The problem: From the data below, return the exact lines starting at the line containing "let (hours, minutes)" and ending at the line containing "let minutes: i32", both included, and nothing else.

(Dataset records)

· · ·

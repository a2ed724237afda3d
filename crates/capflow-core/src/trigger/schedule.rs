//! Timer trigger schedules: cron normalization, timezones, next fire time.
//!
//! Accepted schedule forms (case-insensitive for the human-readable ones):
//! - 5-field cron ("*/5 * * * *"), seconds are prepended as "0"
//! - 6-field cron with seconds ("30 0 9 * * MON-FRI")
//! - "every N seconds|minutes|hours", "every minute", "every hour"
//! - "hourly", "daily", "every day", "every day at HH:MM", "weekdays at HH:MM"
//!
//! Timezones are IANA names ("Asia/Shanghai", "America/New_York"), which
//! follow daylight-saving rules, "UTC" (also "GMT", "Z"), or fixed offsets:
//! "+08:00", "-0530", "UTC+8", "UTC-03:30".

use chrono::{DateTime, FixedOffset, Utc};
use chrono_tz::Tz;

/// Errors from schedule parsing.
#[derive(Debug, Clone, PartialEq, Eq, thiserror::Error)]
pub enum ScheduleError {
    #[error("invalid schedule '{0}'")]
    InvalidSchedule(String),

    #[error("invalid timezone '{0}' (use an IANA name such as Europe/Berlin or an offset such as +08:00)")]
    InvalidTimezone(String),
}

/// Normalize a schedule string to a 6-field cron expression.
pub fn normalize_schedule(input: &str) -> Result<String, ScheduleError> {
    let trimmed = input.trim();
    let invalid = || ScheduleError::InvalidSchedule(input.to_string());

    let fields: Vec<&str> = trimmed.split_whitespace().collect();
    match fields.len() {
        5 if looks_like_cron(&fields) => return Ok(format!("0 {}", fields.join(" "))),
        6 if looks_like_cron(&fields) => return Ok(fields.join(" ")),
        _ => {}
    }

    let lower = trimmed.to_lowercase();
    match lower.as_str() {
        "every minute" | "minutely" => return Ok("0 * * * * *".to_string()),
        "every hour" | "hourly" => return Ok("0 0 * * * *".to_string()),
        "every day" | "daily" => return Ok("0 0 0 * * *".to_string()),
        _ => {}
    }

    if let Some(at) = lower.strip_prefix("every day at ") {
        let (hour, minute) = parse_clock(at).ok_or_else(invalid)?;
        return Ok(format!("0 {minute} {hour} * * *"));
    }
    if let Some(at) = lower.strip_prefix("weekdays at ") {
        let (hour, minute) = parse_clock(at).ok_or_else(invalid)?;
        return Ok(format!("0 {minute} {hour} * * MON-FRI"));
    }

    if let Some(rest) = lower.strip_prefix("every ") {
        let words: Vec<&str> = rest.split_whitespace().collect();
        if let [count, unit] = words.as_slice() {
            let n: u32 = count.parse().map_err(|_| invalid())?;
            if n == 0 {
                return Err(invalid());
            }
            return match unit.trim_end_matches('s') {
                "second" => Ok(format!("*/{n} * * * * *")),
                "minute" => Ok(format!("0 */{n} * * * *")),
                "hour" => Ok(format!("0 0 */{n} * * *")),
                _ => Err(invalid()),
            };
        }
    }

    Err(invalid())
}

/// Cron fields only contain digits, names and `* , - / ? L W #`.
fn looks_like_cron(fields: &[&str]) -> bool {
    fields.iter().all(|f| {
        f.chars()
            .all(|c| c.is_ascii_alphanumeric() || matches!(c, '*' | ',' | '-' | '/' | '?' | '#'))
    }) && fields
        .iter()
        .any(|f| f.chars().any(|c| c.is_ascii_digit() || c == '*'))
}

fn parse_clock(s: &str) -> Option<(u32, u32)> {
    let (h, m) = s.trim().split_once(':')?;
    let hour: u32 = h.trim().parse().ok()?;
    let minute: u32 = m.trim().parse().ok()?;
    (hour < 24 && minute < 60).then_some((hour, minute))
}

/// Normalize and parse a schedule into a `croner::Cron`.
pub fn parse_schedule(input: &str) -> Result<croner::Cron, ScheduleError> {
    let expr = normalize_schedule(input)?;
    expr.parse::<croner::Cron>()
        .map_err(|_| ScheduleError::InvalidSchedule(input.to_string()))
}

/// Zone a timer's cron expression is evaluated in.
#[derive(Debug, Clone, Copy, PartialEq)]
pub enum TimerZone {
    /// IANA zone with its daylight-saving transitions.
    Named(Tz),
    Fixed(FixedOffset),
}

/// Parse an IANA zone name, falling back to UTC aliases and fixed offsets.
pub fn parse_timezone(input: &str) -> Result<TimerZone, ScheduleError> {
    let invalid = || ScheduleError::InvalidTimezone(input.to_string());
    let trimmed = input.trim();
    let upper = trimmed.to_ascii_uppercase();

    if matches!(upper.as_str(), "" | "UTC" | "GMT" | "Z" | "ETC/UTC") {
        return FixedOffset::east_opt(0).map(TimerZone::Fixed).ok_or_else(invalid);
    }
    if let Ok(tz) = trimmed.parse::<Tz>() {
        return Ok(TimerZone::Named(tz));
    }

    let offset = upper
        .strip_prefix("UTC")
        .or_else(|| upper.strip_prefix("GMT"))
        .unwrap_or(&upper);

    let (sign, digits) = match offset.as_bytes().first() {
        Some(b'+') => (1, &offset[1..]),
        Some(b'-') => (-1, &offset[1..]),
        _ => return Err(invalid()),
    };

    let (hours, minutes) = match digits.split_once(':') {
        Some((h, m)) => (h, m),
        None if digits.len() == 4 => digits.split_at(2),
        None => (digits, "0"),
    };
    let hours: i32 = hours.parse().map_err(|_| invalid())?;
    let minutes: i32 = minutes.parse().map_err(|_| invalid())?;
    if hours > 14 || minutes >= 60 {
        return Err(invalid());
    }

    FixedOffset::east_opt(sign * (hours * 3600 + minutes * 60))
        .map(TimerZone::Fixed)
        .ok_or_else(invalid)
}

/// A parsed timer: cron expression evaluated in a timezone.
#[derive(Debug, Clone)]
pub struct TimerSchedule {
    cron: croner::Cron,
    zone: TimerZone,
    expression: String,
}

impl TimerSchedule {
    pub fn parse(schedule: &str, timezone: &str) -> Result<Self, ScheduleError> {
        Ok(Self {
            cron: parse_schedule(schedule)?,
            zone: parse_timezone(timezone)?,
            expression: normalize_schedule(schedule)?,
        })
    }

    /// Normalized 6-field expression.
    pub fn expression(&self) -> &str {
        &self.expression
    }

    /// First fire time strictly after `after`.
    pub fn next_after(&self, after: DateTime<Utc>) -> Option<DateTime<Utc>> {
        self.fires_after(after).next()
    }

    /// Fire times in `(from, until)` that were missed.
    pub fn missed_between(&self, from: DateTime<Utc>, until: DateTime<Utc>) -> Vec<DateTime<Utc>> {
        self.fires_after(from).take_while(|t| *t < until).collect()
    }

    fn fires_after(&self, after: DateTime<Utc>) -> Box<dyn Iterator<Item = DateTime<Utc>>> {
        match self.zone {
            TimerZone::Named(tz) => Box::new(
                self.cron
                    .iter_after(after.with_timezone(&tz))
                    .map(|t| t.with_timezone(&Utc)),
            ),
            TimerZone::Fixed(offset) => Box::new(
                self.cron
                    .iter_after(after.with_timezone(&offset))
                    .map(|t| t.with_timezone(&Utc)),
            ),
        }
    }
}

#[cfg(test)]
mod tests {
    use super::*;
    use chrono::{Duration, TimeZone, Timelike};

    #[test]
    fn test_normalize_five_field_cron() {
        assert_eq!(normalize_schedule("*/5 * * * *").unwrap(), "0 */5 * * * *");
    }

    #[test]
    fn test_normalize_six_field_passthrough() {
        assert_eq!(
            normalize_schedule("30 0 9 * * MON-FRI").unwrap(),
            "30 0 9 * * MON-FRI"
        );
    }

    #[test]
    fn test_normalize_human_readable() {
        assert_eq!(normalize_schedule("every 5 minutes").unwrap(), "0 */5 * * * *");
        assert_eq!(normalize_schedule("every 10 seconds").unwrap(), "*/10 * * * * *");
        assert_eq!(normalize_schedule("every 2 hours").unwrap(), "0 0 */2 * * *");
        assert_eq!(normalize_schedule("Hourly").unwrap(), "0 0 * * * *");
        assert_eq!(normalize_schedule("daily").unwrap(), "0 0 0 * * *");
        assert_eq!(normalize_schedule("every day at 09:30").unwrap(), "0 30 9 * * *");
        assert_eq!(
            normalize_schedule("weekdays at 8:05").unwrap(),
            "0 5 8 * * MON-FRI"
        );
    }

    #[test]
    fn test_normalize_rejects_garbage() {
        assert!(normalize_schedule("whenever").is_err());
        assert!(normalize_schedule("every 0 minutes").is_err());
        assert!(normalize_schedule("every day at 25:00").is_err());
        assert!(normalize_schedule("every 3 fortnights").is_err());
        assert!(normalize_schedule("call me maybe at noon").is_err());
    }

    fn offset_secs(input: &str) -> i32 {
        match parse_timezone(input).unwrap() {
            TimerZone::Fixed(offset) => offset.local_minus_utc(),
            other => panic!("expected a fixed offset for {input}, got {other:?}"),
        }
    }

    #[test]
    fn test_parse_timezone() {
        assert_eq!(offset_secs("UTC"), 0);
        assert_eq!(offset_secs("+08:00"), 8 * 3600);
        assert_eq!(offset_secs("-0530"), -(5 * 3600 + 1800));
        assert_eq!(offset_secs("UTC+8"), 8 * 3600);
        assert_eq!(offset_secs("utc-03:30"), -(3 * 3600 + 1800));
        assert_eq!(
            parse_timezone("America/New_York").unwrap(),
            TimerZone::Named(chrono_tz::America::New_York)
        );
        assert!(parse_timezone("Mars/Olympus_Mons").is_err());
        assert!(parse_timezone("+25:00").is_err());
    }

    #[test]
    fn test_named_zone_without_dst() {
        let schedule = TimerSchedule::parse("0 9 * * *", "Asia/Shanghai").unwrap();
        let after = Utc.with_ymd_and_hms(2026, 3, 1, 0, 30, 0).unwrap();
        assert_eq!(
            schedule.next_after(after).unwrap(),
            Utc.with_ymd_and_hms(2026, 3, 1, 1, 0, 0).unwrap()
        );
    }

    #[test]
    fn test_named_zone_follows_dst_change() {
        // New York moves from UTC-5 to UTC-4 on 2026-03-08.
        let schedule = TimerSchedule::parse("0 9 * * *", "America/New_York").unwrap();
        let saturday = Utc.with_ymd_and_hms(2026, 3, 7, 12, 0, 0).unwrap();
        let fires = schedule.missed_between(saturday, saturday + Duration::days(2));
        assert_eq!(
            fires,
            vec![
                Utc.with_ymd_and_hms(2026, 3, 7, 14, 0, 0).unwrap(),
                Utc.with_ymd_and_hms(2026, 3, 8, 13, 0, 0).unwrap(),
            ]
        );
    }

    #[test]
    fn test_next_after_respects_timezone() {
        let schedule = TimerSchedule::parse("0 9 * * *", "+08:00").unwrap();
        let after = Utc.with_ymd_and_hms(2026, 3, 1, 0, 30, 0).unwrap();
        let next = schedule.next_after(after).unwrap();
        // 09:00 at +08:00 is 01:00 UTC.
        assert_eq!(next, Utc.with_ymd_and_hms(2026, 3, 1, 1, 0, 0).unwrap());
    }

    #[test]
    fn test_next_after_is_strictly_later() {
        let schedule = TimerSchedule::parse("every minute", "UTC").unwrap();
        let now = Utc.with_ymd_and_hms(2026, 3, 1, 12, 0, 0).unwrap();
        let next = schedule.next_after(now).unwrap();
        assert!(next > now);
        assert_eq!(next.second(), 0);
    }

    #[test]
    fn test_missed_between() {
        let schedule = TimerSchedule::parse("every 10 minutes", "UTC").unwrap();
        let from = Utc.with_ymd_and_hms(2026, 3, 1, 12, 0, 0).unwrap();
        let missed = schedule.missed_between(from, from + Duration::minutes(35));
        assert_eq!(missed.len(), 3);
        assert!(missed.iter().all(|t| *t > from));
    }
}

· · ·

Solution to this exercise:
    let (hours, minutes) = match digits.split_once(':') {
        Some((h, m)) => (h, m),
        None if digits.len() == 4 => digits.split_at(2),
        None => (digits, "0"),
    };
    let hours: i32 = hours.parse().map_err(|_| invalid())?;
    let minutes: i32 = minutes.parse().map_err(|_| invalid())?;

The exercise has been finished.